Je savais que le mariage était inévitable.
Cependant, elle avait ressenti une douleur cuisante comme si elle avait été abandonnée.
Elle s’était fixé comme objectif d’obtenir un rang remarquable en tant que magicien, et elle avait été blessée lorsque sa mère avait ignoré cet objectif pour lui trouver un fiancé. Il semblerait que sa mère ait renoncé à ses talents de magicienne.
Pour Tesfia, un fiancé pouvait venir plus tard. Elle préférait devenir un magicien à part entière et produire des résultats. C’était la voie qu’elle avait envisagée pour elle-même, mais elle avait été soudainement interrompue. De force, d’ailleurs, par sa puissante mère.
Allongée, les yeux fermés, ses pensées négatives continuaient à se déchaîner, elle ne voyait que les pires résultats et les pires avenirs pour elle-même.
Elle s’était interrogée, et lorsque ses pensées s’étaient arrêtées, elle avait levé la tête et l’avait secouée d’un côté à l’autre. Dois-je abandonner ? Non, je ne peux pas ! C’est la seule chose que je ne peux pas faire…

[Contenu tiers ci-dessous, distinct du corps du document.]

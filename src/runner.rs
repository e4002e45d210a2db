use serde_json::{Value, json};
use std::fs;
use std::path::Path;

use crate::args::{CleanArgs, Mode};
use crate::error::GolfError;
use crate::games::compute_round_games;
use crate::head_to_head::head_to_head;
use crate::model::{PlayerDirectory, PlayerProfile, Round};
use crate::scorecard::merge_round_scorecards;
use crate::stats::round_leaderboard;

fn read(path: &Path) -> Result<String, GolfError> {
    fs::read_to_string(path).map_err(|e| GolfError::Io(format!("read {}: {e}", path.display())))
}

/// # Errors
///
/// Will return `Err` if the file is unreadable or not a round document
pub fn load_round(path: &Path) -> Result<Round, GolfError> {
    Round::from_json_str(&read(path)?)
}

/// # Errors
///
/// Will return `Err` if the file is unreadable or not an array of rounds
pub fn load_history(path: &Path) -> Result<Vec<Round>, GolfError> {
    Round::list_from_json_str(&read(path)?)
}

/// # Errors
///
/// Will return `Err` if the file is unreadable or not an array of profiles
pub fn load_directory(path: Option<&Path>) -> Result<PlayerDirectory, GolfError> {
    let Some(path) = path else {
        return Ok(PlayerDirectory::default());
    };
    let profiles: Vec<PlayerProfile> = serde_json::from_str(&read(path)?)?;
    Ok(PlayerDirectory::new(profiles))
}

fn required<'a, T>(value: Option<&'a T>, what: &str) -> Result<&'a T, GolfError> {
    value.ok_or_else(|| GolfError::NotFound(format!("{what} was not provided")))
}

/// Run the selected mode and return its JSON report.
///
/// # Errors
///
/// Will return `Err` if an input file cannot be loaded
pub fn execute(args: &CleanArgs) -> Result<Value, GolfError> {
    let directory = load_directory(args.players_json.as_deref())?;

    let report = match args.mode {
        Mode::Scorecard => {
            let round = load_round(required(args.round_json.as_ref(), "round json")?)?;
            serde_json::to_value(merge_round_scorecards(&round))?
        }
        Mode::Games => {
            let round = load_round(required(args.round_json.as_ref(), "round json")?)?;
            serde_json::to_value(compute_round_games(&round, &directory, &args.config))?
        }
        Mode::Summary => {
            let round = load_round(required(args.round_json.as_ref(), "round json")?)?;
            let card = merge_round_scorecards(&round);
            json!({
                "roundId": round.id,
                "finished": round.is_finished(&card, args.now, args.config.finished_after()),
                "leaderboard": round_leaderboard(&round, &card, &directory),
            })
        }
        Mode::HeadToHead => {
            let rounds = load_history(required(args.history_json.as_ref(), "history json")?)?;
            let player = required(args.player.as_ref(), "player")?;
            let opponent = required(args.opponent.as_ref(), "opponent")?;
            let record = head_to_head(
                player,
                opponent,
                &rounds,
                &directory,
                args.now,
                &args.config,
            );
            log::info!(
                "compared {player} with {opponent} over {} rounds",
                rounds.len()
            );
            json!({
                "player": directory.display_name(player),
                "opponent": directory.display_name(opponent),
                "hasAnyGames": record.has_any_games(),
                "record": record,
            })
        }
    };
    Ok(report)
}
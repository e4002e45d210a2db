pub mod handicap;
pub mod merge;

pub use handicap::*;
pub use merge::*;
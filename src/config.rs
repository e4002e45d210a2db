use chrono::Duration;
use serde::Deserialize;
use std::fs;
use std::path::Path;

use crate::error::GolfError;
use crate::model::Multipliers;

/// Tunables the engine reads; everything has a sensible default.
#[derive(Debug, Clone, PartialEq, Eq, Deserialize)]
#[serde(default)]
pub struct EngineConfig {
    pub finished_after_hours: i64,
    pub default_multipliers: Multipliers,
    pub default_max_skins: Option<u32>,
}

impl Default for EngineConfig {
    fn default() -> Self {
        Self {
            finished_after_hours: 24,
            default_multipliers: Multipliers::default(),
            default_max_skins: None,
        }
    }
}

impl EngineConfig {
    /// The finished window. Values too large for a duration saturate;
    /// `validate` rejects them at load.
    #[must_use]
    pub fn finished_after(&self) -> Duration {
        Duration::try_hours(self.finished_after_hours).unwrap_or(Duration::MAX)
    }

    /// # Errors
    ///
    /// Will return `Err` if the toml is malformed or holds invalid values
    pub fn from_toml_str(contents: &str) -> Result<Self, GolfError> {
        let config: EngineConfig = toml::from_str(contents)?;
        config.validate()?;
        Ok(config)
    }

    /// # Errors
    ///
    /// Will return `Err` if the file is unreadable or not a valid config
    pub fn from_toml_file(path: &Path) -> Result<Self, GolfError> {
        let contents = fs::read_to_string(path)
            .map_err(|e| GolfError::Io(format!("read config toml {}: {e}", path.display())))?;
        Self::from_toml_str(&contents)
    }

    /// # Errors
    ///
    /// Will return `Err` if the finished window is not positive or does not
    /// fit in a duration
    pub fn validate(&self) -> Result<(), GolfError> {
        if self.finished_after_hours <= 0 {
            return Err(GolfError::InvalidConfig(
                "finished_after_hours must be positive".to_string(),
            ));
        }
        if Duration::try_hours(self.finished_after_hours).is_none() {
            return Err(GolfError::InvalidConfig(format!(
                "finished_after_hours {} is out of range",
                self.finished_after_hours
            )));
        }
        Ok(())
    }
}
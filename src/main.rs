use anyhow::{Context, Result};
use rusty_golf_games::args;
use rusty_golf_games::runner::execute;

fn main() -> Result<()> {
    let args = args::args_checks();
    let level = if args.verbose {
        log::LevelFilter::Debug
    } else {
        log::LevelFilter::Warn
    };
    env_logger::Builder::new()
        .filter_level(level)
        .parse_default_env()
        .init();

    let clean = args.validate().context("invalid arguments")?;
    let report = execute(&clean).with_context(|| format!("run mode {:?}", clean.mode))?;

    let out = if clean.pretty {
        serde_json::to_string_pretty(&report)?
    } else {
        serde_json::to_string(&report)?
    };
    println!("{out}");
    Ok(())
}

Dévastée, et essayant de ne plus penser, Tesfia s’était couverte de sa couette et avait créé son petit espace personnel. Si elle ne le faisait pas, elle avait l’impression que le peu de résistance qui lui restait allait l’abandonner. Elle devait continuer à le rejeter ou elle serait engloutie par lui. Elle avait peur de céder et d’accepter la situation actuelle.
Ses yeux étaient rouges de pleurs, et elle ferma ses lèvres tremblantes en se mettant en boule sur son lit.
En y réfléchissant, c’était peut-être une objection égoïste. Elle ne pouvait pas l’accepter, mais elle n’avait pas le courage de quitter la maison et sa mère.
Non, elle croyait que sa mère finirait par comprendre. Comme Selva l’avait dit, elle pouvait parler avec sa mère et lui faire comprendre ce qu’elle voulait, et ensuite…
Tesfia avait finalement compris que c’était juste elle qui était naïve.
En pressant ses larmes sur son oreiller, elle repensa à ses souvenirs à l’Institut pour essayer de se distraire de la réalité. On lui avait fait comprendre qu’elle était immature à tous points de vue en tant que magicien, mais ces jours étaient quand même satisfaisants. Elle avait reçu des conseils d’Alus, et commençait enfin à voir des améliorations.